25 grams unsalted butter
45 grams all-purpose flour
17 grams sugar
1 gram baking powder
65 grams whole milk
25 grams buttermilk
100 grams cooked pancakes
250 grams whole milk
30 grams sugar
1.5 grams salt
100 grams BLiS maple syrup (see Sources, here)
Melt the butter in a small saucepot set over low heat. Put the flour, sugar, and baking powder in a medium bowl and whisk to blend. Add the milk, buttermilk, and melted butter and stir with a rubber spatula to blend, being careful not to overmix.
Set a nonstick pan over medium heat. Spray the pan with cooking spray and ladle in 20 grams of batter. Cook for 1 minute on each side, or until the pancake is golden brown and cooked through. Transfer to a plate and continue to cook the pancakes, stacking them on the plate, until all of the batter has been used.
Put 100 grams of cooked pancakes in a blender. Add the milk, sugar, and salt to the blender. Puree on high for 1 minute. Transfer the batter to a covered container in the refrigerator until ready to freeze.
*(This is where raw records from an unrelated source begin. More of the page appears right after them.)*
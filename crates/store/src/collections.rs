//! Whole-file JSON collection store.
//!
//! Each collection is a single JSON array file under the data directory.
//! Reads degrade to an empty collection when the file is absent, empty, or
//! corrupt (logged at warn, never surfaced). Writes go to a temp file and
//! rename over the target, so concurrent readers never observe a partial
//! write. One `tokio::sync::Mutex` per collection serializes
//! read-modify-write cycles to prevent lost updates.

use std::path::{Path, PathBuf};

use serde::de::DeserializeOwned;
use serde::Serialize;
use tokio::sync::Mutex;

use crate::StoreError;

/// The logical collections, each backed by one flat JSON array file.
#[derive(Debug, Clone, Copy, PartialEq, Eq)]
pub enum Collection {
    Products,
    Promotions,
    NewItems,
    Leaderboard,
    Bonuses,
}

impl Collection {
    /// Backing file name under the data directory. Promotion and new-item
    /// files keep their legacy names so existing data files keep working.
    pub fn file_name(self) -> &'static str {
        match self {
            Collection::Products => "products.json",
            Collection::Promotions => "akcii.json",
            Collection::NewItems => "novinki.json",
            Collection::Leaderboard => "leaderboard.json",
            Collection::Bonuses => "bonuses.json",
        }
    }

    fn index(self) -> usize {
        match self {
            Collection::Products => 0,
            Collection::Promotions => 1,
            Collection::NewItems => 2,
            Collection::Leaderboard => 3,
            Collection::Bonuses => 4,
        }
    }
}

const COLLECTION_COUNT: usize = 5;

/// File-backed JSON collection store.
pub struct JsonStore {
    data_dir: PathBuf,
    locks: [Mutex<()>; COLLECTION_COUNT],
}

impl JsonStore {
    pub fn new(data_dir: impl Into<PathBuf>) -> Self {
        Self {
            data_dir: data_dir.into(),
            locks: std::array::from_fn(|_| Mutex::new(())),
        }
    }

    pub fn data_dir(&self) -> &Path {
        &self.data_dir
    }

    fn path(&self, collection: Collection) -> PathBuf {
        self.data_dir.join(collection.file_name())
    }

    /// Load a collection, taking its lock so an in-flight write is observed
    /// either fully or not at all.
    pub async fn load<T: DeserializeOwned>(&self, collection: Collection) -> Vec<T> {
        let _guard = self.locks[collection.index()].lock().await;
        self.read_unlocked(collection).await
    }

    /// Overwrite a collection wholesale.
    pub async fn save<T: Serialize>(
        &self,
        collection: Collection,
        records: &[T],
    ) -> Result<(), StoreError> {
        let _guard = self.locks[collection.index()].lock().await;
        self.write_unlocked(collection, records).await
    }

    /// Append one record: load + push + save under the collection lock.
    pub async fn append<T>(&self, collection: Collection, record: T) -> Result<(), StoreError>
    where
        T: Serialize + DeserializeOwned,
    {
        let _guard = self.locks[collection.index()].lock().await;
        let mut records: Vec<T> = self.read_unlocked(collection).await;
        records.push(record);
        self.write_unlocked(collection, &records).await
    }

    /// Run a read-modify-write cycle under the collection lock.
    ///
    /// The closure sees the current records and may mutate them; on `Ok` the
    /// collection is written back, on `Err` nothing is persisted. The
    /// closure's result is returned nested so callers can distinguish
    /// storage failures from domain rejections.
    pub async fn update<T, R, E, F>(
        &self,
        collection: Collection,
        f: F,
    ) -> Result<Result<R, E>, StoreError>
    where
        T: Serialize + DeserializeOwned,
        F: FnOnce(&mut Vec<T>) -> Result<R, E>,
    {
        let _guard = self.locks[collection.index()].lock().await;
        let mut records: Vec<T> = self.read_unlocked(collection).await;
        match f(&mut records) {
            Ok(value) => {
                self.write_unlocked(collection, &records).await?;
                Ok(Ok(value))
            }
            Err(rejection) => Ok(Err(rejection)),
        }
    }

    async fn read_unlocked<T: DeserializeOwned>(&self, collection: Collection) -> Vec<T> {
        let path = self.path(collection);
        let bytes = match tokio::fs::read(&path).await {
            Ok(bytes) => bytes,
            Err(_) => return Vec::new(),
        };
        if bytes.iter().all(u8::is_ascii_whitespace) {
            return Vec::new();
        }
        match serde_json::from_slice(&bytes) {
            Ok(records) => records,
            Err(error) => {
                tracing::warn!(path = %path.display(), %error, "Corrupt collection file, treating as empty");
                Vec::new()
            }
        }
    }

    async fn write_unlocked<T: Serialize>(
        &self,
        collection: Collection,
        records: &[T],
    ) -> Result<(), StoreError> {
        let path = self.path(collection);
        tokio::fs::create_dir_all(&self.data_dir)
            .await
            .map_err(|source| StoreError::Write {
                path: self.data_dir.clone(),
                source,
            })?;

        let json = serde_json::to_vec_pretty(records)?;

        // Temp file + rename keeps concurrent readers off half-written data.
        let tmp = path.with_extension("json.tmp");
        tokio::fs::write(&tmp, &json)
            .await
            .map_err(|source| StoreError::Write {
                path: tmp.clone(),
                source,
            })?;
        tokio::fs::rename(&tmp, &path)
            .await
            .map_err(|source| StoreError::Write { path, source })
    }
}

// ---------------------------------------------------------------------------
// Tests
// ---------------------------------------------------------------------------
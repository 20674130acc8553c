use axum::http::StatusCode;
use axum::response::{IntoResponse, Response};
use serde_json::json;
use vitrina_core::error::CoreError;
use vitrina_store::StoreError;

/// Application-level error type for HTTP handlers.
///
/// Wraps [`CoreError`] for domain errors and [`StoreError`] for persistence
/// failures, and adds HTTP-specific variants. Implements [`IntoResponse`]
/// to produce consistent JSON error responses.
#[derive(Debug, thiserror::Error)]
pub enum AppError {
    /// A domain-level error from `vitrina_core`.
    #[error(transparent)]
    Core(#[from] CoreError),

    /// A persistence error from `vitrina_store`.
    #[error("Storage error: {0}")]
    Store(#[from] StoreError),

    /// A bad request with a human-readable message.
    #[error("Bad request: {0}")]
    BadRequest(String),
}

/// Convenience type alias for handler return values.
pub type AppResult<T> = Result<T, AppError>;

impl IntoResponse for AppError {
    fn into_response(self) -> Response {
        let (status, code, message) = match &self {
            AppError::Core(core) => match core {
                CoreError::Parse(msg) => (StatusCode::BAD_REQUEST, "PARSE_ERROR", msg.clone()),
                CoreError::Validation(msg) => {
                    (StatusCode::BAD_REQUEST, "VALIDATION_ERROR", msg.clone())
                }
                CoreError::Conflict(msg) => (StatusCode::CONFLICT, "CONFLICT", msg.clone()),
            },

            AppError::Store(err) => {
                tracing::error!(error = %err, "Storage error");
                (
                    StatusCode::INTERNAL_SERVER_ERROR,
                    "STORAGE_ERROR",
                    "An internal error occurred".to_string(),
                )
            }

            AppError::BadRequest(msg) => (StatusCode::BAD_REQUEST, "BAD_REQUEST", msg.clone()),
        };

        let body = json!({
            "error": message,
            "code": code,
        });

        (status, axum::Json(body)).into_response()
    }
}
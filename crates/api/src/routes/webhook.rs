//! Route definition for the Telegram webhook (root-level, not under `/api`).

use axum::routing::post;
use axum::Router;

use crate::handlers::webhook;
use crate::state::AppState;

/// ```text
/// POST /webhook -> telegram_webhook
/// ```
pub fn router() -> Router<AppState> {
    Router::new().route("/webhook", post(webhook::telegram_webhook))
}
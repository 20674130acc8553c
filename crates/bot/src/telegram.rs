//! Minimal Telegram Bot API surface: inbound update types and an outbound
//! client for the handful of methods the bot needs.
//!
//! The transport sits behind [`TelegramApi`] so the state machine can be
//! exercised in tests with a recording fake.

use std::time::Duration;

use async_trait::async_trait;
use serde::Deserialize;
use serde_json::json;

use crate::error::BotError;

// ---------------------------------------------------------------------------
// Inbound update types (webhook payload)
// ---------------------------------------------------------------------------

/// A webhook update. Only message updates are relevant; everything else
/// deserializes with `message: None` and is ignored.
#[derive(Debug, Clone, Deserialize)]
pub struct Update {
    pub update_id: i64,
    #[serde(default)]
    pub message: Option<Message>,
}

#[derive(Debug, Clone, Deserialize)]
pub struct Message {
    pub chat: Chat,
    #[serde(default)]
    pub text: Option<String>,
    /// Telegram sends photo sizes smallest-first; the last entry is the
    /// original resolution.
    #[serde(default)]
    pub photo: Option<Vec<PhotoSize>>,
}

#[derive(Debug, Clone, Deserialize)]
pub struct Chat {
    pub id: i64,
}

#[derive(Debug, Clone, Deserialize)]
pub struct PhotoSize {
    pub file_id: String,
}

// ---------------------------------------------------------------------------
// Outbound API trait
// ---------------------------------------------------------------------------

/// The outbound Telegram operations the submission machine needs.
#[async_trait]
pub trait TelegramApi: Send + Sync {
    async fn send_message(&self, chat_id: i64, text: &str) -> Result<(), BotError>;

    /// Resolve a `file_id` to a downloadable file path.
    async fn get_file_path(&self, file_id: &str) -> Result<String, BotError>;

    async fn download_file(&self, file_path: &str) -> Result<Vec<u8>, BotError>;

    async fn set_webhook(&self, url: &str) -> Result<(), BotError>;

    async fn delete_webhook(&self) -> Result<(), BotError>;
}

// ---------------------------------------------------------------------------
// reqwest client
// ---------------------------------------------------------------------------

/// Wire envelope every Bot API method returns.
#[derive(Debug, Deserialize)]
#[serde(bound(deserialize = "T: serde::de::Deserialize<'de>"))]
struct ApiEnvelope<T> {
    ok: bool,
    #[serde(default)]
    result: Option<T>,
    #[serde(default)]
    description: Option<String>,
}

#[derive(Debug, Deserialize)]
struct FileInfo {
    #[serde(default)]
    file_path: Option<String>,
}

/// Production [`TelegramApi`] implementation over HTTPS.
pub struct TelegramClient {
    http: reqwest::Client,
    token: String,
}

/// Bound on every Telegram API call.
const TELEGRAM_TIMEOUT: Duration = Duration::from_secs(10);

impl TelegramClient {
    pub fn new(token: String) -> Result<Self, BotError> {
        let http = reqwest::Client::builder()
            .timeout(TELEGRAM_TIMEOUT)
            .build()?;
        Ok(Self { http, token })
    }

    fn method_url(&self, method: &str) -> String {
        format!("https://api.telegram.org/bot{}/{method}", self.token)
    }

    fn file_url(&self, file_path: &str) -> String {
        format!("https://api.telegram.org/file/bot{}/{file_path}", self.token)
    }

    async fn call<T: serde::de::DeserializeOwned>(
        &self,
        method: &str,
        body: serde_json::Value,
    ) -> Result<Option<T>, BotError> {
        let envelope: ApiEnvelope<T> = self
            .http
            .post(self.method_url(method))
            .json(&body)
            .send()
            .await?
            .json()
            .await?;

        if !envelope.ok {
            return Err(BotError::Telegram(
                envelope
                    .description
                    .unwrap_or_else(|| format!("{method} failed")),
            ));
        }
        Ok(envelope.result)
    }
}

#[async_trait]
impl TelegramApi for TelegramClient {
    async fn send_message(&self, chat_id: i64, text: &str) -> Result<(), BotError> {
        self.call::<serde_json::Value>("sendMessage", json!({"chat_id": chat_id, "text": text}))
            .await?;
        Ok(())
    }

    async fn get_file_path(&self, file_id: &str) -> Result<String, BotError> {
        let info: Option<FileInfo> = self.call("getFile", json!({"file_id": file_id})).await?;
        info.and_then(|f| f.file_path)
            .ok_or_else(|| BotError::Telegram("getFile returned no file_path".into()))
    }

    async fn download_file(&self, file_path: &str) -> Result<Vec<u8>, BotError> {
        let response = self
            .http
            .get(self.file_url(file_path))
            .send()
            .await?
            .error_for_status()?;
        Ok(response.bytes().await?.to_vec())
    }

    async fn set_webhook(&self, url: &str) -> Result<(), BotError> {
        self.call::<serde_json::Value>("setWebhook", json!({"url": url}))
            .await?;
        Ok(())
    }

    async fn delete_webhook(&self) -> Result<(), BotError> {
        self.call::<serde_json::Value>("deleteWebhook", json!({})).await?;
        Ok(())
    }
}

/// File extension for a Telegram file path: last dot segment, lower-cased,
/// alphanumeric only. Falls back to `jpg`.
pub fn extension_for(file_path: &str) -> String {
    let candidate = file_path.rsplit('.').next().unwrap_or_default();
    if !candidate.is_empty()
        && candidate.len() <= 5
        && candidate.chars().all(|c| c.is_ascii_alphanumeric())
        && candidate != file_path
    {
        candidate.to_ascii_lowercase()
    } else {
        "jpg".to_string()
    }
}
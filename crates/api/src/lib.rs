//! Vitrina API server library.
//!
//! Exposes the building blocks (config, state, error handling, routes,
//! router) so integration tests and the binary entrypoint can both access
//! them.

pub mod config;
pub mod error;
pub mod handlers;
pub mod router;
pub mod routes;
pub mod state;
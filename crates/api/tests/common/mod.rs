use std::path::Path;
use std::sync::Arc;

use axum::body::Body;
use axum::http::header::CONTENT_TYPE;
use axum::http::{Method, Request};
use axum::response::Response;
use axum::Router;
use http_body_util::BodyExt;
use tower::ServiceExt;

use vitrina_api::config::ServerConfig;
use vitrina_api::router::build_app_router;
use vitrina_api::state::AppState;
use vitrina_store::{ImageStore, JsonStore};

/// Build a test `ServerConfig` with safe defaults rooted in `dir`.
///
/// Uses `http://localhost:5173` as CORS origin (matching the dev default)
/// and a 30-second request timeout. The bot is left unconfigured.
pub fn test_config(dir: &Path) -> ServerConfig {
    ServerConfig {
        host: "127.0.0.1".to_string(),
        port: 0,
        cors_origins: vec!["http://localhost:5173".to_string()],
        request_timeout_secs: 30,
        data_dir: dir.join("data"),
        image_dir: dir.join("images"),
        bot_token: None,
        public_url: "http://127.0.0.1:3000".to_string(),
        pending_ttl_secs: 3600,
        forward_timeout_secs: 10,
    }
}

/// Build the full application router with all middleware layers, backed by
/// JSON stores under `dir`.
///
/// This mirrors the router construction in `main.rs` so integration tests
/// exercise the same middleware stack (CORS, request ID, timeout, tracing,
/// panic recovery) that production uses.
pub fn build_test_app(dir: &Path) -> Router {
    let config = test_config(dir);

    let state = AppState {
        store: Arc::new(JsonStore::new(&config.data_dir)),
        images: Arc::new(ImageStore::new(&config.image_dir)),
        config: Arc::new(config.clone()),
        bot: None,
    };

    build_app_router(state, &config)
}

/// One-shot GET request against the test app.
pub async fn get(app: Router, uri: &str) -> Response {
    app.oneshot(
        Request::builder()
            .uri(uri)
            .body(Body::empty())
            .unwrap(),
    )
    .await
    .unwrap()
}

/// One-shot POST request with a JSON body.
pub async fn post_json(app: Router, uri: &str, body: serde_json::Value) -> Response {
    app.oneshot(
        Request::builder()
            .method(Method::POST)
            .uri(uri)
            .header(CONTENT_TYPE, "application/json")
            .body(Body::from(body.to_string()))
            .unwrap(),
    )
    .await
    .unwrap()
}

/// Collect a response body as JSON.
pub async fn body_json(response: Response) -> serde_json::Value {
    let bytes = response.into_body().collect().await.unwrap().to_bytes();
    serde_json::from_slice(&bytes).unwrap()
}
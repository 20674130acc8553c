pub mod catalog;
pub mod leaderboard;
pub mod webhook;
In front of the guests, use a syringe to draw 20cc or measure out 20 grams of batter per person. Drop a metal plate (or cake pan) and the flat end of a metal spatula in a dewar of liquid nitrogen to chill. Remove the plate and the spatula from the liquid nitrogen and squeeze 20cc of batter onto the metal plate. Freeze for 30 seconds on each side, using the frozen spatula to flip each pancake. Put the finished pancake in a chilled metal spoon and top with BLiS maple syrup. Serve immediately and continue making pancakes for each guest, rechilling the plate and spatula if necessary.